The Musée d’Orsay exhibition presents around forty paintings and twenty drawings from this period. The compositions are simple, the brushstrokes daring and expressive, the colors vibrant… Van Gogh also experiments with new themes and formats.

The genius of the Dutch painter is at its peak. As evidenced by the last canvas he painted on the day of his suicide: this almost abstract composition depicting an interlacing of bare roots, framed very closely like a photographer’s close-up, carries a clear symbolic charge. A few days earlier, Van Gogh wrote, “my own life is attacked at its very root”…

Modigliani at the Musée de l’Orangerie
This interlacing of bare roots, framed very closely, is the last work painted by Van Gogh before his suicide (Photo PB). This exhibition decodes the last artistic production – still relatively unknown – of a Van Gogh acclaimed by both connoisseurs and the general public. Clearly, crowds will flock to the Musée d’Orsay. The same is expected for the autumn exhibition at the nearby Musée de l’Orangerie, on the edge of the Tuileries Garden. It is dedicated to Amedeo Modigliani since September 20th (until January 15th) and is titled “A Painter and his Dealer.”

Indeed, this exhibition was created through the prism of the relationship between the Italian-born painter, who settled in Paris in 1906, and his first art dealer, Paul Guillaume. As it is not very generous in terms of artworks, it may leave already knowledgeable Modigliani fans wanting more. However, this more intimate portrait of Modigliani and Paul Guillaume, his dealer, is expected to satisfy many. The two men shared artistic and literary affinities – both were also sensitive to poetry – and had a common interest in African art. Furthermore, the exhibition provides a good illustration of the artistic and Parisian context of the 1910s and 1920s.
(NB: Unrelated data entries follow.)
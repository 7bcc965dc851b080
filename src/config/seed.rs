//! Seed data blocks.
//!
//! The portal holds all entities in transient in-process state; these blocks
//! are the declarative replacement for hard-coded sample data. Timestamps
//! are RFC 3339 strings (quoted in TOML).

use crate::auth::Role;
use crate::ranks::Rank;
use chrono::{DateTime, Utc};
use serde::Deserialize;

fn default_role() -> Role {
    Role::User
}

/// A `[[personnel]]` block.
#[derive(Debug, Clone, Deserialize)]
pub struct PersonnelSeed {
    /// Access code; generated when omitted.
    pub code: Option<String>,
    pub nickname: String,
    pub rank: Rank,
    /// Date of the last rank change; defaults to load time.
    pub rank_date: Option<DateTime<Utc>>,
    #[serde(default)]
    pub position: String,
    /// Date of the last position change; defaults to `rank_date`.
    pub position_date: Option<DateTime<Utc>>,
    #[serde(default = "default_role")]
    pub role: Role,
    pub bio: Option<String>,
}

/// An `[[awards]]` block. Recipients are seed nicknames.
#[derive(Debug, Clone, Deserialize)]
pub struct AwardSeed {
    pub name: String,
    #[serde(default)]
    pub icon: String,
    #[serde(default)]
    pub recipients: Vec<String>,
}

/// A `[[news]]` block. The author is a seed nickname.
#[derive(Debug, Clone, Deserialize)]
pub struct NewsSeed {
    pub title: String,
    pub body: String,
    pub author: String,
    pub date: Option<DateTime<Utc>>,
    pub image: Option<String>,
}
And also De Stael, Rothko, and many others
This is the only nude by Modigliani presented at the Musée de l’Orangerie (Photo PB).
The Museum of Modern Art of the City of Paris has been attracting art lovers with a stunning retrospective of the Franco-Russian painter Nicolas de Staël since September 15th (until January 21st). This exhibition, which includes many previously unseen works, departs from the myth of the tormented artist and highlights the complexity of an artist constantly in search of “truly continuous renewal.” This indispensable painter of the French artistic scene after the Second World War is still relatively unknown. Settled in Antibes, driven by creative frenzy but desperate due to his unrequited love for Jeanne Mathieu, he committed suicide there on March 16th, 1955, at the age of 41, leaving behind a vivid red, six-meter-long canvas featuring a piano and a double bass.

In these later southern works, his once thick, stratified painting gives way to furious, vibrant landscapes filled with bright colors, passion, and life, as well as larger fluid formats, blue horizons, and sensitive images without superfluous details…

Another equally exceptional retrospective will be dedicated to the American painter Mark Rothko (1903-1970) from October 18th (until April 2nd, 2024) at the Fondation Louis Vuitton in Paris. This exhibition is the first retrospective in France dedicated to this major artist since the one held at the Musée d’Art Moderne de la Ville de Paris in 1999. It brings together around 115 works from the most significant institutional collections, including the National Gallery of Art in Washington, the Tate in London, and the Phillips Collection in Washington, as well as major private international collections including that of the artist’s family. It unfolds in all the spaces of the Foundation, following a chronological route, and traces the artist’s entire career from his early figurative paintings to the abstraction that now defines his work.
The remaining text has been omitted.